▶

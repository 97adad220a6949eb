//! Reusable block memory fixtures.
//!
//! - [`FailingAllocator`]: succeeds a fixed number of times, then refuses.
//! - [`fill_sequential`] / [`assert_sequential`]: write and check
//!   `mem[i] == i` over the whole logical length.

use std::alloc::Layout;
use std::ptr::NonNull;
use std::sync::atomic::{AtomicUsize, Ordering};

use blockmem::{Allocator, BlockHeapMemory, BlockMemoryError, CountingAllocator};

/// Allocator that hands out `succeed_count` allocations, then fails every
/// further request with [`BlockMemoryError::AllocationFailure`].
///
/// Successful allocations go through a [`CountingAllocator`], so tests can
/// also check that nothing leaks on the failure path.
#[derive(Debug)]
pub struct FailingAllocator {
    inner: CountingAllocator,
    succeed_count: AtomicUsize,
    calls: AtomicUsize,
}

impl FailingAllocator {
    /// An allocator that succeeds `succeed_count` times then fails.
    pub fn new(succeed_count: usize) -> Self {
        Self {
            inner: CountingAllocator::new(),
            succeed_count: AtomicUsize::new(succeed_count),
            calls: AtomicUsize::new(0),
        }
    }

    /// Allow `succeed_count` more allocations from now on.
    pub fn arm(&self, succeed_count: usize) {
        self.calls.store(0, Ordering::Relaxed);
        self.succeed_count.store(succeed_count, Ordering::Relaxed);
    }

    /// How many times `allocate` has been called since the last [`arm`](Self::arm).
    pub fn calls(&self) -> usize {
        self.calls.load(Ordering::Relaxed)
    }

    /// Allocations handed out and not yet released.
    pub fn live_allocations(&self) -> usize {
        self.inner.live_allocations()
    }
}

#[allow(unsafe_code)]
impl Allocator for FailingAllocator {
    fn allocate(&self, layout: Layout) -> blockmem::Result<NonNull<u8>> {
        let n = self.calls.fetch_add(1, Ordering::Relaxed);
        if n >= self.succeed_count.load(Ordering::Relaxed) {
            return Err(BlockMemoryError::AllocationFailure {
                size: layout.size(),
            });
        }
        self.inner.allocate(layout)
    }

    unsafe fn deallocate(&self, ptr: NonNull<u8>, layout: Layout) {
        // SAFETY: only pointers from `inner` are ever handed out.
        unsafe { self.inner.deallocate(ptr, layout) }
    }
}

/// Set `mem[i] = i` for every logical index.
pub fn fill_sequential(mem: &mut BlockHeapMemory<'_, u32>) {
    for i in 0..blockmem::BlockMemory::length(mem) {
        mem[i] = i as u32;
    }
}

/// Assert `mem[i] == i` for every index below `length`, and that the
/// container holds exactly `length` items.
pub fn assert_sequential(mem: &BlockHeapMemory<'_, u32>, length: usize) {
    assert_eq!(blockmem::BlockMemory::length(mem), length, "logical length");
    for i in 0..length {
        assert_eq!(mem[i], i as u32, "item {i}");
    }
}
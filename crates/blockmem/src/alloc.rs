//! Pluggable allocation strategy for block buffers.
//!
//! Containers borrow an [`Allocator`] for their whole lifetime and never own
//! it. When no allocator is supplied, [`SystemAllocator`] (the global Rust
//! allocator) is used.

#![allow(unsafe_code)]

use std::alloc::Layout;
use std::ptr::NonNull;
use std::sync::atomic::{AtomicUsize, Ordering};

use crate::error::{BlockMemoryError, Result};

/// Raw storage provider used by block memory containers.
///
/// Every successful [`allocate`](Allocator::allocate) is matched by exactly
/// one [`deallocate`](Allocator::deallocate) with the same layout.
pub trait Allocator {
    /// Allocate storage described by `layout`.
    ///
    /// The returned memory may be uninitialized; containers zero it before
    /// use. Fails with [`BlockMemoryError::AllocationFailure`] when no storage
    /// is available.
    fn allocate(&self, layout: Layout) -> Result<NonNull<u8>>;

    /// Release storage previously returned by [`allocate`](Allocator::allocate).
    ///
    /// # Safety
    ///
    /// `ptr` must have been returned by `allocate` on this allocator with the
    /// same `layout`, and must not have been deallocated already.
    unsafe fn deallocate(&self, ptr: NonNull<u8>, layout: Layout);
}

impl<A: Allocator + ?Sized> Allocator for &A {
    fn allocate(&self, layout: Layout) -> Result<NonNull<u8>> {
        (**self).allocate(layout)
    }

    unsafe fn deallocate(&self, ptr: NonNull<u8>, layout: Layout) {
        // SAFETY: forwarded verbatim, the caller upholds the contract.
        unsafe { (**self).deallocate(ptr, layout) }
    }
}

/// The global Rust allocator.
#[derive(Clone, Copy, Debug, Default)]
pub struct SystemAllocator;

impl Allocator for SystemAllocator {
    fn allocate(&self, layout: Layout) -> Result<NonNull<u8>> {
        if layout.size() == 0 {
            return Err(BlockMemoryError::AllocationFailure { size: 0 });
        }
        // SAFETY: layout has a non-zero size.
        let ptr = unsafe { std::alloc::alloc(layout) };
        NonNull::new(ptr).ok_or(BlockMemoryError::AllocationFailure {
            size: layout.size(),
        })
    }

    unsafe fn deallocate(&self, ptr: NonNull<u8>, layout: Layout) {
        // SAFETY: ptr came from `std::alloc::alloc` with this layout.
        unsafe { std::alloc::dealloc(ptr.as_ptr(), layout) }
    }
}

/// An allocator wrapper that counts allocations and live bytes.
///
/// Useful to verify that containers release everything they allocate, and
/// to report memory usage of a group of containers sharing one allocator.
#[derive(Debug, Default)]
pub struct CountingAllocator<A = SystemAllocator> {
    inner: A,
    allocations: AtomicUsize,
    deallocations: AtomicUsize,
    live_bytes: AtomicUsize,
    peak_bytes: AtomicUsize,
}

impl CountingAllocator<SystemAllocator> {
    /// Count allocations made through the global allocator.
    pub fn new() -> Self {
        Self::wrap(SystemAllocator)
    }
}

impl<A> CountingAllocator<A> {
    /// Count allocations made through `inner`.
    pub fn wrap(inner: A) -> Self {
        Self {
            inner,
            allocations: AtomicUsize::new(0),
            deallocations: AtomicUsize::new(0),
            live_bytes: AtomicUsize::new(0),
            peak_bytes: AtomicUsize::new(0),
        }
    }

    /// Number of successful allocations.
    pub fn allocations(&self) -> usize {
        self.allocations.load(Ordering::Relaxed)
    }

    /// Number of deallocations.
    pub fn deallocations(&self) -> usize {
        self.deallocations.load(Ordering::Relaxed)
    }

    /// Allocations not yet released.
    pub fn live_allocations(&self) -> usize {
        self.allocations() - self.deallocations()
    }

    /// Bytes currently held by live allocations.
    pub fn live_bytes(&self) -> usize {
        self.live_bytes.load(Ordering::Relaxed)
    }

    /// Highest value `live_bytes` has reached.
    pub fn peak_bytes(&self) -> usize {
        self.peak_bytes.load(Ordering::Relaxed)
    }

    /// The wrapped allocator.
    pub fn inner(&self) -> &A {
        &self.inner
    }
}

impl<A: Allocator> Allocator for CountingAllocator<A> {
    fn allocate(&self, layout: Layout) -> Result<NonNull<u8>> {
        let ptr = self.inner.allocate(layout)?;
        self.allocations.fetch_add(1, Ordering::Relaxed);
        let live = self.live_bytes.fetch_add(layout.size(), Ordering::Relaxed) + layout.size();
        self.peak_bytes.fetch_max(live, Ordering::Relaxed);
        Ok(ptr)
    }

    unsafe fn deallocate(&self, ptr: NonNull<u8>, layout: Layout) {
        self.deallocations.fetch_add(1, Ordering::Relaxed);
        self.live_bytes.fetch_sub(layout.size(), Ordering::Relaxed);
        // SAFETY: forwarded verbatim, the caller upholds the contract.
        unsafe { self.inner.deallocate(ptr, layout) }
    }
}
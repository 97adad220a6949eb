//! Binary and hex file persistence for any [`BlockMemory`].
//!
//! Files hold the raw item bytes in host byte order, block after block, with
//! no header. Whether each block contributes only its logical items or its
//! full padded size is decided by [`BlockMemoryConfig::persist_padding`].
//! Loading always treats the whole file as items, so either kind of file can
//! be loaded into any block count.
//!
//! [`BlockMemoryConfig::persist_padding`]: crate::BlockMemoryConfig::persist_padding

use std::fs::{self, File};
use std::io::{self, BufWriter, Read, Write};
use std::mem::size_of;
use std::path::Path;

use bytemuck::Pod;
use log::{debug, warn};

use crate::block::BlockMemory;
use crate::error::{BlockMemoryError, Result};
use crate::hexdump::{buffer_to_hex, hex_to_buffer};

/// Number of leading bytes of block `block` that hold logical items.
fn logical_bytes<T, M>(mem: &M, block: usize) -> usize
where
    T: Pod,
    M: BlockMemory<T> + ?Sized,
{
    let first = block * mem.block_length();
    let items = mem.length().saturating_sub(first).min(mem.block_length());
    items * size_of::<T>()
}

/// The bytes of block `block` that go to a file.
fn persisted_bytes<T, M>(mem: &M, block: usize) -> &[u8]
where
    T: Pod,
    M: BlockMemory<T> + ?Sized,
{
    let bytes = mem.block_bytes(block);
    if mem.config().persist_padding {
        bytes
    } else {
        &bytes[..logical_bytes::<T, M>(mem, block)]
    }
}

fn allocated_blocks<T, M>(mem: &M) -> usize
where
    T: Pod,
    M: BlockMemory<T> + ?Sized,
{
    if mem.is_allocated() {
        mem.no_of_blocks()
    } else {
        0
    }
}

pub(crate) fn save_to_file<T, M>(mem: &M, path: &Path) -> Result<()>
where
    T: Pod,
    M: BlockMemory<T> + ?Sized,
{
    let mut writer = BufWriter::new(File::create(path)?);
    let mut written = 0;
    for block in 0..allocated_blocks::<T, M>(mem) {
        let bytes = persisted_bytes::<T, M>(mem, block);
        writer.write_all(bytes)?;
        written += bytes.len();
    }
    writer.flush()?;
    debug!("saved {written} bytes to {}", path.display());
    Ok(())
}

pub(crate) fn to_hex<T, M>(mem: &M) -> String
where
    T: Pod,
    M: BlockMemory<T> + ?Sized,
{
    (0..allocated_blocks::<T, M>(mem))
        .map(|block| buffer_to_hex(persisted_bytes::<T, M>(mem, block)))
        .collect()
}

pub(crate) fn save_to_hex_file<T, M>(mem: &M, path: &Path) -> Result<()>
where
    T: Pod,
    M: BlockMemory<T> + ?Sized,
{
    let hex = to_hex::<T, M>(mem);
    fs::write(path, &hex)?;
    debug!("saved {} hex characters to {}", hex.len(), path.display());
    Ok(())
}

/// Resize to `length` items over `no_of_blocks` blocks without reallocating
/// twice when starting from nothing.
fn prepare<T, M>(mem: &mut M, length: usize, no_of_blocks: usize) -> Result<()>
where
    T: Pod,
    M: BlockMemory<T> + ?Sized,
{
    if mem.is_allocated() {
        mem.resize(length)?;
        mem.reshape(no_of_blocks)
    } else {
        mem.reshape(no_of_blocks)?;
        mem.resize(length)
    }
}

/// Restore the length and block count a container had before a failed load.
///
/// Content beyond what survived the failed preparation is not recovered.
fn rollback<T, M>(mem: &mut M, previous_length: usize, previous_blocks: usize)
where
    T: Pod,
    M: BlockMemory<T> + ?Sized,
{
    warn!("load failed, restoring {previous_length} items in {previous_blocks} blocks");
    if let Err(e) = mem.resize(previous_length) {
        warn!("rollback to {previous_length} items failed: {e}");
    }
    if let Err(e) = mem.reshape(previous_blocks) {
        warn!("rollback to {previous_blocks} blocks failed: {e}");
    }
}

pub(crate) fn load_from_file<T, M>(mem: &mut M, path: &Path, no_of_blocks: usize) -> Result<()>
where
    T: Pod,
    M: BlockMemory<T> + ?Sized,
{
    let mut file = File::open(path)?;
    let file_size = usize::try_from(file.metadata()?.len())
        .map_err(|_| io::Error::new(io::ErrorKind::InvalidData, "file does not fit in memory"))?;
    let length = file_size / size_of::<T>();
    if file_size % size_of::<T>() != 0 {
        debug!(
            "{}: ignoring {} trailing bytes",
            path.display(),
            file_size % size_of::<T>()
        );
    }

    let (previous_length, previous_blocks) = (mem.length(), mem.no_of_blocks());
    if let Err(e) = prepare::<T, M>(mem, length, no_of_blocks) {
        rollback::<T, M>(mem, previous_length, previous_blocks);
        return Err(e);
    }

    let read = (0..allocated_blocks::<T, M>(mem)).try_for_each(|block| {
        let n = logical_bytes::<T, M>(&*mem, block);
        file.read_exact(&mut mem.block_bytes_mut(block)[..n])
    });
    if let Err(e) = read {
        rollback::<T, M>(mem, previous_length, previous_blocks);
        return Err(e.into());
    }

    debug!(
        "loaded {length} items from {} into {} blocks",
        path.display(),
        mem.no_of_blocks()
    );
    Ok(())
}

pub(crate) fn load_from_hex_file<T, M>(
    mem: &mut M,
    path: &Path,
    no_of_blocks: usize,
) -> Result<()>
where
    T: Pod,
    M: BlockMemory<T> + ?Sized,
{
    let content = fs::read(path)?;
    let hex = content.trim_ascii_end();
    if hex.len() % 2 != 0 {
        return Err(BlockMemoryError::invalid_hex(format!(
            "{}: odd number of characters ({})",
            path.display(),
            hex.len()
        )));
    }
    if let Some(pos) = hex.iter().position(|c| !c.is_ascii_hexdigit()) {
        return Err(BlockMemoryError::invalid_hex(format!(
            "{}: non-hex character at position {pos}",
            path.display()
        )));
    }
    let length = hex.len() / 2 / size_of::<T>();

    let (previous_length, previous_blocks) = (mem.length(), mem.no_of_blocks());
    if let Err(e) = prepare::<T, M>(mem, length, no_of_blocks) {
        rollback::<T, M>(mem, previous_length, previous_blocks);
        return Err(e);
    }

    let mut cursor = 0;
    for block in 0..allocated_blocks::<T, M>(mem) {
        let n = logical_bytes::<T, M>(mem, block);
        let chunk = &hex[cursor..cursor + 2 * n];
        if let Err(e) = hex_to_buffer(&mut mem.block_bytes_mut(block)[..n], chunk) {
            rollback::<T, M>(mem, previous_length, previous_blocks);
            return Err(e);
        }
        cursor += 2 * n;
    }

    debug!(
        "loaded {length} items from hex file {} into {} blocks",
        path.display(),
        mem.no_of_blocks()
    );
    Ok(())
}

◀

Sift the data above for lines with "before", then copy each one.

    /// The returned memory may be uninitialized; containers zero it before
/// Restore the length and block count a container had before a failed load.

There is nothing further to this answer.